◆ **WHAT YOU HAVE TO DO**
A single number is required: the count of lines in the records below that contain the word "BTreeSet".

RECORDS PROVIDED below:

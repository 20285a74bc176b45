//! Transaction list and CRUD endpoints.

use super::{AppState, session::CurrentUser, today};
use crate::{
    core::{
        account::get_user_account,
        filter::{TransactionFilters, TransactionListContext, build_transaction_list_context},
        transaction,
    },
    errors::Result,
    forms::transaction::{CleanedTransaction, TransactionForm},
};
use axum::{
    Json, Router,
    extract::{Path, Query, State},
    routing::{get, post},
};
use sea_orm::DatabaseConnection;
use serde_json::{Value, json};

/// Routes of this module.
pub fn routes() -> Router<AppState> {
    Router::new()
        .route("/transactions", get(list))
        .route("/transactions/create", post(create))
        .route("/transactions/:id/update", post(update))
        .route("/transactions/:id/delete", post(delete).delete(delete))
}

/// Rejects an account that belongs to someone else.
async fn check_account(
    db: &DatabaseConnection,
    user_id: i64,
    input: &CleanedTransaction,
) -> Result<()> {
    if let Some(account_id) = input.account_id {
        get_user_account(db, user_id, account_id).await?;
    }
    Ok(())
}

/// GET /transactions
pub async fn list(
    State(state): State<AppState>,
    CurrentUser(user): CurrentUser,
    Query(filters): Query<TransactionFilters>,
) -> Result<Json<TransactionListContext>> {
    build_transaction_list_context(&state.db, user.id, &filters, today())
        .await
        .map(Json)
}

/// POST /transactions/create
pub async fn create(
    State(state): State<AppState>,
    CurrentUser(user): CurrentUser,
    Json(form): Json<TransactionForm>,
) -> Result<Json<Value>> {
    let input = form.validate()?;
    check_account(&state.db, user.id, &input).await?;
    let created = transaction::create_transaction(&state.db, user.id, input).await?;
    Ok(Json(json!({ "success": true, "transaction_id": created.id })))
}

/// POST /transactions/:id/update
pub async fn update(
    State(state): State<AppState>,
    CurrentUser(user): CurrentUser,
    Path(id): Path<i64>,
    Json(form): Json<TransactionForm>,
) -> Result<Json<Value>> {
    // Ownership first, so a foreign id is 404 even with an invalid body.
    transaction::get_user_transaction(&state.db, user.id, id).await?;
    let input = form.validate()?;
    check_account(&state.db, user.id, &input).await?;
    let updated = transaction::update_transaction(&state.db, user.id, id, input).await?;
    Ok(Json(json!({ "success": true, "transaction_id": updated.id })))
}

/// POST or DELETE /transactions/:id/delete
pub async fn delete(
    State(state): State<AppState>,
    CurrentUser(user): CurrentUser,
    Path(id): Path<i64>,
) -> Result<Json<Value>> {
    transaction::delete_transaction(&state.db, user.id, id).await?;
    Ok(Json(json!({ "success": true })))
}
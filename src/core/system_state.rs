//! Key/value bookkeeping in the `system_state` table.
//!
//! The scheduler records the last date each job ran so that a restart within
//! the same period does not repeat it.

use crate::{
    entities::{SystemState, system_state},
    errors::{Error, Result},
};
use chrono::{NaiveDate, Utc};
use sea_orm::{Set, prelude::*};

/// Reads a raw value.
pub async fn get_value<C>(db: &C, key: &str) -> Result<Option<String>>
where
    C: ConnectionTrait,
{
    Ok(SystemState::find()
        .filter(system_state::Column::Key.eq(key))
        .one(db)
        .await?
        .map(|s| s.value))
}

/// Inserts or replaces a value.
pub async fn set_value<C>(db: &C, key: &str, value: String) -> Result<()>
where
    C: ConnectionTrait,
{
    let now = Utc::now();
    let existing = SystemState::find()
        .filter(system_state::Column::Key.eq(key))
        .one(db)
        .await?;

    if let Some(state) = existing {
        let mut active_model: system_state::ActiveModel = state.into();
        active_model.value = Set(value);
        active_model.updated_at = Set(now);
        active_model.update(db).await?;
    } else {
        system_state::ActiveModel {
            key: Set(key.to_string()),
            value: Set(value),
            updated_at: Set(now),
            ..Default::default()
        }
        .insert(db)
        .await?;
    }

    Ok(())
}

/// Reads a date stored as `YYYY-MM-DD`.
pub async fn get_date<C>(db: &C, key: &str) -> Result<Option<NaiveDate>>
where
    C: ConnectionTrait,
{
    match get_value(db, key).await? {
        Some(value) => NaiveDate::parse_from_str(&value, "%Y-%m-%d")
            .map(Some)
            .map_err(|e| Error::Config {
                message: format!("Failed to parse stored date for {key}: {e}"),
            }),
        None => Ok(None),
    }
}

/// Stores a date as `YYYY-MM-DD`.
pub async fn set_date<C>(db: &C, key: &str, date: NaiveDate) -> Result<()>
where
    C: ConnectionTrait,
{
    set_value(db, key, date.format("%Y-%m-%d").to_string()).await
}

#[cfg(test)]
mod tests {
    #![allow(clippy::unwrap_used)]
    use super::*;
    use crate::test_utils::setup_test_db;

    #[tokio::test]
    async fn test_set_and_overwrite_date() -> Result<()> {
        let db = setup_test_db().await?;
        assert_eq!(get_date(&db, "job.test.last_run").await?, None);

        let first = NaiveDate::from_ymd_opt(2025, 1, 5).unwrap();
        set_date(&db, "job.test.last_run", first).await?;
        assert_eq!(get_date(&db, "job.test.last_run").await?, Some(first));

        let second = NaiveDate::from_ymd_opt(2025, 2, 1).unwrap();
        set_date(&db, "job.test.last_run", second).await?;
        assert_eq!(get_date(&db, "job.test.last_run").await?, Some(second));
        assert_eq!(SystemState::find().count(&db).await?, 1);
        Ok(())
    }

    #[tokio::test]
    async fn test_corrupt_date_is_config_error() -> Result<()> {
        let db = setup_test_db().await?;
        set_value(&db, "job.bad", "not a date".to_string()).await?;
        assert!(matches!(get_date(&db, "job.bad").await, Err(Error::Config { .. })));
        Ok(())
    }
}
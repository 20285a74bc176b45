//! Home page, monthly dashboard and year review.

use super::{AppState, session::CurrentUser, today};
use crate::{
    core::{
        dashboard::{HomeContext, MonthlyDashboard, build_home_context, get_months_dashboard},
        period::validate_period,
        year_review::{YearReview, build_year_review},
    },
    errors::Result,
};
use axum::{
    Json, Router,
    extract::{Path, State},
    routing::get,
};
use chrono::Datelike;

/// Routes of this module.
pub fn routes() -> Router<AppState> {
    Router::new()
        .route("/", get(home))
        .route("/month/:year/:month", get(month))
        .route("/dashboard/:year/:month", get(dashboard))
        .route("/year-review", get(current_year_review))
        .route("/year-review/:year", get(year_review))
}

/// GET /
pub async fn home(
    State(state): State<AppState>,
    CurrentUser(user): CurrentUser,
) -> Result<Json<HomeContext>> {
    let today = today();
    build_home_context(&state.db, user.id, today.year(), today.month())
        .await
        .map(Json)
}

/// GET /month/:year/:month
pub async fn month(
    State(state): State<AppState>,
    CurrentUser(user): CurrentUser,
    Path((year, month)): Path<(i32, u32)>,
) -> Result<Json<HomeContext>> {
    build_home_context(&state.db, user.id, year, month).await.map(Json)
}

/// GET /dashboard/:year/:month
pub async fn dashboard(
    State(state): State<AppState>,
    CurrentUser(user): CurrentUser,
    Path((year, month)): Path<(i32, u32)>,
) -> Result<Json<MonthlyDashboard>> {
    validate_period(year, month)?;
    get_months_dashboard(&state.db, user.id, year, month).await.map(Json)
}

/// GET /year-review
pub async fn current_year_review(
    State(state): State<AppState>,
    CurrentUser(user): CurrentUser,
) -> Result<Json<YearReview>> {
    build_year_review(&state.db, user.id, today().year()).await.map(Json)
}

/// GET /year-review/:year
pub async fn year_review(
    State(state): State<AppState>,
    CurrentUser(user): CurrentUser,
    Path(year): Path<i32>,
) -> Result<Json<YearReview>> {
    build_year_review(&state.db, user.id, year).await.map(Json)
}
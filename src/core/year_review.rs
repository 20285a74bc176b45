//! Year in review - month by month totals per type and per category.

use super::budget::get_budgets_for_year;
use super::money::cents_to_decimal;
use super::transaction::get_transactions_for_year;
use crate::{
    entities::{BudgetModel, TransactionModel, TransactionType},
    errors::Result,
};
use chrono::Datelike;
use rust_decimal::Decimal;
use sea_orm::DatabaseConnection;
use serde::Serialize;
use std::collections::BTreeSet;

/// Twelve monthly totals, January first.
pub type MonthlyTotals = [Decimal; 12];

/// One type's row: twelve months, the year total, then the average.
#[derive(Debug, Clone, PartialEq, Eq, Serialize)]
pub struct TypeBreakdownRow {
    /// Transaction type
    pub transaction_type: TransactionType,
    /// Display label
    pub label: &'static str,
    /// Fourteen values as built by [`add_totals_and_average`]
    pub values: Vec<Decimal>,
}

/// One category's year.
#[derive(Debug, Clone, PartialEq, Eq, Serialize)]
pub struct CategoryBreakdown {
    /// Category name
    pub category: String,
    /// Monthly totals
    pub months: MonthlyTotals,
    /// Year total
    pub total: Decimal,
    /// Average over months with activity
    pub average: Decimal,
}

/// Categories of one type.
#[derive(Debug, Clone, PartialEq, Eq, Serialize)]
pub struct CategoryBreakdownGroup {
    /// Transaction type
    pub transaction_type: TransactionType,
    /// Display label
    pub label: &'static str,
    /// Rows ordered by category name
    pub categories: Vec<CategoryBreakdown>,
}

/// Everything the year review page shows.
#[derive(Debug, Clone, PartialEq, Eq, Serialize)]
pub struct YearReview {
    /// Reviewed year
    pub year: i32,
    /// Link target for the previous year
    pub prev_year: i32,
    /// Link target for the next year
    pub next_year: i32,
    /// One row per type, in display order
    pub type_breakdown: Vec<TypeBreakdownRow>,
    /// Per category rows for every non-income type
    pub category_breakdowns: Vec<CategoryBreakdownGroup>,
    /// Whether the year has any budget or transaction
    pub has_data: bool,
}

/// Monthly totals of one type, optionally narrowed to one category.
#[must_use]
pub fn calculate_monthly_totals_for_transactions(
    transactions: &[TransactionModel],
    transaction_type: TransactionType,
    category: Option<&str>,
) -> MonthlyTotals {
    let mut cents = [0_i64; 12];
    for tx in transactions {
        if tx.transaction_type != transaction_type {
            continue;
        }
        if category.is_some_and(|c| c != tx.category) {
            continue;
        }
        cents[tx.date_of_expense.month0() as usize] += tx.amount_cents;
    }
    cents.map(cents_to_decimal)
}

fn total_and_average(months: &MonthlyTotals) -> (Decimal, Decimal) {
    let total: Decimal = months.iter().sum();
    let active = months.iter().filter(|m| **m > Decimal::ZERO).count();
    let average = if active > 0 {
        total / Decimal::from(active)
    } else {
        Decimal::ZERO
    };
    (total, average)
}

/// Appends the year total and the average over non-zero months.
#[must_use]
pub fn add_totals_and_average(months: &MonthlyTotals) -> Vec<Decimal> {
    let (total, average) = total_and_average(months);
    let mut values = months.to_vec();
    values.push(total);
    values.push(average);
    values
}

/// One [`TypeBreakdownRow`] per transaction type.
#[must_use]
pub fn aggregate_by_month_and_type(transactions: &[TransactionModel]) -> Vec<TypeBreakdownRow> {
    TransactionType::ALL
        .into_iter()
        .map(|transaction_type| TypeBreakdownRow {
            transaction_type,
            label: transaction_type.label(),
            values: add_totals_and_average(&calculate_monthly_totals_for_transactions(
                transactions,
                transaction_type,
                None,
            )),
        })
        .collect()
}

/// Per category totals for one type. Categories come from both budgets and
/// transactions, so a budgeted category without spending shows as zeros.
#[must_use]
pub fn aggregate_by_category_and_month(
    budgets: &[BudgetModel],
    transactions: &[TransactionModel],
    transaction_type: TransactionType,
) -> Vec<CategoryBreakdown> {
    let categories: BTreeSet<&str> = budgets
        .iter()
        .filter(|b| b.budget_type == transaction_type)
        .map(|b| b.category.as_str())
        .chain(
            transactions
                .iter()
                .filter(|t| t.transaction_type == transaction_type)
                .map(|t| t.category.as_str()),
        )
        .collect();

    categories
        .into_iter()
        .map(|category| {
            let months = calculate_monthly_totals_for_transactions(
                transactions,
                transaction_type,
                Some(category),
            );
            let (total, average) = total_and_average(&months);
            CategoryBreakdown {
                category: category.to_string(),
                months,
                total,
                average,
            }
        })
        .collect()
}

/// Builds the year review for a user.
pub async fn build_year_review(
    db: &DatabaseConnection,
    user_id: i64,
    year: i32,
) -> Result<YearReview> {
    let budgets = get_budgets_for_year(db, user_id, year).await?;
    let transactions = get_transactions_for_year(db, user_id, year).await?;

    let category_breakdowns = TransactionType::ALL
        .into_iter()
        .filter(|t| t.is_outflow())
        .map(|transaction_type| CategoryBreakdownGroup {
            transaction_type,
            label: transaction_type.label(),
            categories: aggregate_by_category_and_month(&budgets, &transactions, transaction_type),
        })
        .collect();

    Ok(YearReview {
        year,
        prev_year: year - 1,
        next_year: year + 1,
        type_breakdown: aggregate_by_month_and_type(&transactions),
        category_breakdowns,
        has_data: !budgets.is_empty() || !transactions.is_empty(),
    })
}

End of RECORDS PROVIDED.

◆ **TASK RESULT**
2